Les technologies sans la technique
Lorsque je repasse le fil des événements, il m’est difficile de dire si j’avais enfant un attrait pour la technique. L’ordinateur était le domaine réservé de mon frère, de mon côté je préférais lire et dessiner. C’est sans doute la raison pour laquelle ma pratique reste à côté de la technique, elle la questionne mais sans pour autant la prendre comme un objet à part. J’avoue même un certain manque d’intérêt par rapport aux expérimentations artistiques geek, fascinés par les floculations de pixels, les lignes brisées vectorielles, ce que je nomme l’art-screensaver (bien qu’il y ait parfois en cela des découvertes). Je ne me sens ni à ma place dans l’art numérique ni dans l’art contemporain. Simplement un peu décalé parce qu’il manque encore un langage.
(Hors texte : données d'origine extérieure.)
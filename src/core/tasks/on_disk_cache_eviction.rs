// src/core/tasks/on_disk_cache_eviction.rs

//! A background task to enforce the `max_disk_size` limit for the on-disk cache.

use crate::core::state::ServerState;
use crate::core::storage::cache_types::{ManifestEntry, ManifestState};
use anyhow::Result;
use std::path::PathBuf;
use std::sync::Arc;
use std::time::Duration;
use tokio::fs::File as TokioFile;
use tokio::io::{AsyncBufReadExt, BufReader};
use tokio::sync::broadcast;
use tracing::{info, warn};

/// The interval at which the on-disk eviction task runs.
const EVICTION_INTERVAL: Duration = Duration::from_secs(10);

/// A task responsible for proactive on-disk cache eviction.
pub struct OnDiskCacheEvictionTask {
    state: Arc<ServerState>,
}

impl OnDiskCacheEvictionTask {
    pub fn new(state: Arc<ServerState>) -> Self {
        Self { state }
    }

    /// The main run loop for the eviction task.
    pub async fn run(self, mut shutdown_rx: broadcast::Receiver<()>) {
        let max_disk_size = self.state.config.lock().await.cache.max_disk_size;
        if max_disk_size == 0 {
            info!("On-disk cache eviction is disabled (max_disk_size = 0). Task will not run.");
            return;
        }
        info!("On-disk cache eviction task started.");
        let mut interval = tokio::time::interval(EVICTION_INTERVAL);

        loop {
            tokio::select! {
                _ = interval.tick() => {
                    if let Err(e) = self.perform_eviction_cycle(max_disk_size).await {
                        warn!("On-disk cache eviction cycle failed: {}", e);
                    }
                }
                _ = shutdown_rx.recv() => {
                    info!("On-disk cache eviction task shutting down.");
                    return;
                }
            }
        }
    }

    /// Performs a single eviction cycle if the cache size exceeds the limit.
    async fn perform_eviction_cycle(&self, max_disk_size: u64) -> Result<()> {
        let manifest_path = get_manifest_path(&self.state).await?;
        if !manifest_path.exists() {
            return Ok(());
        }

        // Lock the manifest writer to prevent concurrent writes during eviction checks.
        let _writer_guard = self.state.cache.manifest_writer.lock().await;

        let manifest_file = TokioFile::open(&manifest_path).await?;
        let mut reader = BufReader::new(manifest_file);
        let mut line = String::new();

        let mut committed_entries: Vec<ManifestEntry> = Vec::new();
        let mut total_size = 0;

        // Read the manifest to get a list of all committed files and their total size.
        while reader.read_line(&mut line).await? > 0 {
            if let Ok(entry) = serde_json::from_str::<ManifestEntry>(&line) {
                if entry.state == ManifestState::Committed {
                    if let Ok(metadata) = tokio::fs::metadata(&entry.path).await {
                        total_size += metadata.len();
                        committed_entries.push(entry);
                    }
                }
            }
            line.clear();
        }

        if total_size <= max_disk_size {
            return Ok(()); // Quota not exceeded.
        }

        info!(
            "On-disk cache size ({}) exceeds limit ({}). Starting eviction.",
            total_size, max_disk_size
        );

        // Sort by timestamp to find the least recently used files.
        committed_entries.sort_by_key(|e| e.timestamp);

        let mut size_to_free = total_size - max_disk_size;
        let mut evicted_count = 0;

        // Evict files until the size is under the quota.
        for entry in committed_entries {
            if size_to_free == 0 {
                break;
            }

            let file_size = match tokio::fs::metadata(&entry.path).await {
                Ok(m) => m.len(),
                Err(_) => continue,
            };

            // Log the file for deletion. The GC task will perform the actual file removal.
            self.state
                .cache
                .log_manifest(entry.key, ManifestState::PendingDelete, entry.path)
                .await?;

            size_to_free = size_to_free.saturating_sub(file_size);
            evicted_count += 1;
        }

        info!(
            "Evicted {} on-disk cache files to meet size limit.",
            evicted_count
        );
        Ok(())
    }
}

/// Helper to get the path to the cache manifest file.
async fn get_manifest_path(state: &Arc<ServerState>) -> Result<PathBuf> {
    let cache_path_str = state.config.lock().await.cache.on_disk_path.clone();
    let cache_path = std::path::Path::new(&cache_path_str);
    Ok(cache_path.join("spineldb-cache.manifest"))
}
/// Serves a peer's `SENTINEL IS-MASTER-DOWN-BY-ADDR <ip> <port> <epoch>
/// <runid>` query (§4.5 "Voting"): raises our own `current_epoch` if the
/// peer's is higher, then — if the peer is soliciting a vote (`runid` is not
/// `"*"`) and we haven't already voted this epoch for this primary — records
/// our vote and defers our own election attempt when we voted for someone
/// else. Either way replies with our own down-opinion and current vote.
async fn is_master_down_by_addr(
    global: &Arc<GlobalWardenState>,
    ip: &str,
    port: u16,
    epoch: u64,
    candidate: &str,
) -> RespFrame {
    let Some(name) = global
        .master_names()
        .into_iter()
        .find(|n| global.get_master(n).is_some_and(|p| { let p = p.lock(); p.addr.ip == ip && p.addr.port == port }))
    else {
        return RespValue::Array(vec![
            RespValue::Integer(0),
            RespValue::BulkString("*".into()),
            RespValue::Integer(0),
        ])
        .into();
    };
    let Some(primary) = global.get_master(&name) else {
        return RespValue::Array(vec![
            RespValue::Integer(0),
            RespValue::BulkString("*".into()),
            RespValue::Integer(0),
        ])
        .into();
    };

    let raised = global.raise_epoch(epoch);
    let mut persist_needed = raised;

    let (down, leader_run_id, leader_epoch, voted_for_other) = {
        let mut p = primary.lock();
        let down = p.flags.contains(StatusFlags::S_DOWN) || p.flags.contains(StatusFlags::O_DOWN);

        let mut voted_for_other = false;
        if candidate != "*" && p.leader_epoch != Some(epoch) {
            p.leader_run_id = Some(candidate.to_string());
            p.leader_epoch = Some(epoch);
            persist_needed = true;
            voted_for_other = candidate != global.my_run_id;
            if voted_for_other {
                super::failover::defer_own_attempt(&mut p, std::time::Instant::now());
            }
        }

        (
            down,
            p.leader_run_id.clone().unwrap_or_else(|| "*".into()),
            p.leader_epoch.unwrap_or(0),
            voted_for_other,
        )
    };

    if persist_needed
        && let Err(e) = persistence::rewrite(global).await
    {
        warn!("failed to persist config after serving a vote: {e}");
    }
    if raised {
        global.events.publish(Event::NewEpoch { epoch });
    }
    if voted_for_other {
        global.events.publish(Event::VoteForLeader {
            master: name,
            candidate_run_id: leader_run_id.clone(),
            epoch: leader_epoch,
        });
    }

    RespValue::Array(vec![
        RespValue::Integer(if down { 1 } else { 0 }),
        RespValue::BulkString(leader_run_id.into()),
        RespValue::Integer(leader_epoch as i64),
    ])
    .into()
}

/// Applies one `SENTINEL SET <master> <option> <value>` pair (§4.8); returns
/// `false` for an option name Warden doesn't recognize.
fn apply_set_option(cfg: &mut super::instance::PrimaryConfig, option: &str, value: &str) -> bool {
    match option.to_ascii_lowercase().as_str() {
        "quorum" => cfg.quorum = value.parse().unwrap_or(cfg.quorum),
        "down-after-milliseconds" => {
            cfg.down_after_period = std::time::Duration::from_millis(value.parse().unwrap_or(30_000));
        }
        "failover-timeout" => {
            cfg.failover_timeout = std::time::Duration::from_millis(value.parse().unwrap_or(180_000));
        }
        "parallel-syncs" => cfg.parallel_syncs = value.parse().unwrap_or(cfg.parallel_syncs),
        "auth-pass" => cfg.auth_pass = Some(value.to_string()),
        "auth-user" => cfg.auth_user = Some(value.to_string()),
        "notification-script" => cfg.notification_script = Some(value.to_string()),
        "client-reconfig-script" => cfg.client_reconfig_script = Some(value.to_string()),
        "master-reboot-down-after-period" => {
            cfg.master_reboot_down_after_period = std::time::Duration::from_millis(value.parse().unwrap_or(30_000));
        }
        _ => return false,
    }
    true
}

/// A minimal `fnmatch`-style matcher supporting `*` and `?` (§4.8's
/// `SENTINEL RESET <pattern>`), enough for the glob patterns the original
/// accepts without pulling in a dedicated glob crate for one command.
fn glob_match(pattern: &str, text: &str) -> bool {
    fn inner(p: &[u8], t: &[u8]) -> bool {
        match p.first() {
            None => t.is_empty(),
            Some(b'*') => inner(&p[1..], t) || (!t.is_empty() && inner(p, &t[1..])),
            Some(b'?') => !t.is_empty() && inner(&p[1..], &t[1..]),
            Some(&c) => t.first().is_some_and(|&tc| tc == c) && inner(&p[1..], &t[1..]),
        }
    }
    inner(pattern.as_bytes(), text.as_bytes())
}

/// Builds the `# Sentinel` INFO section (§A.5): Warden carries no metrics
/// endpoint of its own, so this text report is the entire observability
/// surface beyond the event bus.
fn info_report(global: &GlobalWardenState) -> String {
    let names = global.master_names();
    let mut out = String::new();
    out.push_str("# Sentinel\n");
    out.push_str("sentinel_masters:");
    out.push_str(&names.len().to_string());
    out.push('\n');
    out.push_str("sentinel_tilt:");
    out.push_str(if global.tilt.is_active() { "1" } else { "0" });
    out.push('\n');
    out.push_str("sentinel_running_scripts:");
    out.push_str(&global.scripts.lock().running_count().to_string());
    out.push('\n');
    for (i, name) in names.iter().enumerate() {
        let Some(p) = global.get_master(name) else { continue };
        let p = p.lock();
        out.push_str(&format!(
            "master{i}:name={},status={},address={},slaves={},sentinels={}\n",
            p.name,
            p.status_str(),
            p.addr,
            p.replicas.len(),
            p.sentinels.len() + 1,
        ));
    }
    out
}

fn master_to_resp(p: &super::instance::PrimaryRecord) -> RespValue {
    RespValue::Array(vec![
        RespValue::BulkString("name".into()),
        RespValue::BulkString(p.name.clone().into()),
        RespValue::BulkString("ip".into()),
        RespValue::BulkString(p.addr.ip.clone().into()),
        RespValue::BulkString("port".into()),
        RespValue::BulkString(p.addr.port.to_string().into()),
        RespValue::BulkString("runid".into()),
        RespValue::BulkString(p.run_id.clone().unwrap_or_default().into()),
        RespValue::BulkString("flags".into()),
        RespValue::BulkString(p.status_str().into()),
        RespValue::BulkString("num-slaves".into()),
        RespValue::BulkString(p.replicas.len().to_string().into()),
        RespValue::BulkString("num-other-sentinels".into()),
        RespValue::BulkString(p.sentinels.len().to_string().into()),
        RespValue::BulkString("quorum".into()),
        RespValue::BulkString(p.config.quorum.to_string().into()),
        RespValue::BulkString("config-epoch".into()),
        RespValue::BulkString(p.config_epoch.to_string().into()),
    ])
}

fn replica_to_resp(r: &super::instance::ReplicaRecord) -> RespValue {
    RespValue::Array(vec![
        RespValue::BulkString("name".into()),
        RespValue::BulkString(format!("{}", r.addr).into()),
        RespValue::BulkString("ip".into()),
        RespValue::BulkString(r.addr.ip.clone().into()),
        RespValue::BulkString("port".into()),
        RespValue::BulkString(r.addr.port.to_string().into()),
        RespValue::BulkString("runid".into()),
        RespValue::BulkString(r.run_id.clone().unwrap_or_default().into()),
        RespValue::BulkString("master-link-status".into()),
        RespValue::BulkString(if r.info.primary_link_status_ok { "ok" } else { "err" }.into()),
        RespValue::BulkString("slave-priority".into()),
        RespValue::BulkString(r.priority.to_string().into()),
        RespValue::BulkString("slave-repl-offset".into()),
        RespValue::BulkString(r.info.replica_repl_offset.to_string().into()),
    ])
}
Alors pourquoi cet appareillage, pourquoi cette omniprésence des machines tant dans ma pratique artistique que dans mes soucis théoriques? C’est qu’il y a sans doute quelque chose qui effleure dans ces technologies, et qui sans être elles, les touchent. Ce sont sans doute des effets de surface: des images qui ne cessent de varier, des histoires indéterminées, des voix qui ne s’adressent à personne parce qu’elles ne cessent jamais. Il y a en cela du flux, quelque chose de continu mais qui peut cesser, une relation du local au global qui est turbulente et imprévisible, simplement est-elle sensible. On pourrait dès lors penser que la machine est un moyen pour obtenir cet effet d’infinitude (et non d’infini), mais c’est autre chose encore, car il y a une certaine excitation devant les boutons, devant les fils, les cartes, les nouveaux logiciels, et cette excitation est toute sauf fétichiste, elle est plutôt cognitive. Ce sont des occasions d’apprendre, encore et toujours. Lorsqu’on manie un nouveau logiciel, il y a un effort, une rigueur à le prendre en main et à lire la documentation et cette connaissance ne sera pas morte, elle deviendra immédiatement active, produisant quelque chose, image ou son ou texte, qui était certes dans le spectre de possibilité du programme mais qui n’avait pas encore eu lieu (fut-ce virtuellement). Avec on pourra donc continuer à jour. Peut-être n’ai-je voulu que cela.
Il y a au travers de la technologie (et non en elle dans son monde clôt) la capacité d’ajouter quelque chose au monde, et non pas simplement de répondre à un mot d’ordre, à une commission dans un relai de causalité qui nous soumet un peu plus chaque jour. Cette liberté est une responsabilité, car il faut travailler, aimer cette tentation de l’ajout, de la production, encore et toujours, même si la perte de sens est toujours proche, toujours là, même si cela semble vain. En ce sens, au travers de la technologie, il y a aussi la possibilité d’un flux de travail: laisser tourner les machines, calculer encore et toujours. Au-delà du fétichisme technique, si complice de la finissante société de consommation, il y a des flux sauvages, turbulents, une manière d’organiser sa vie pour qu’autre chose que soi arrive par soi.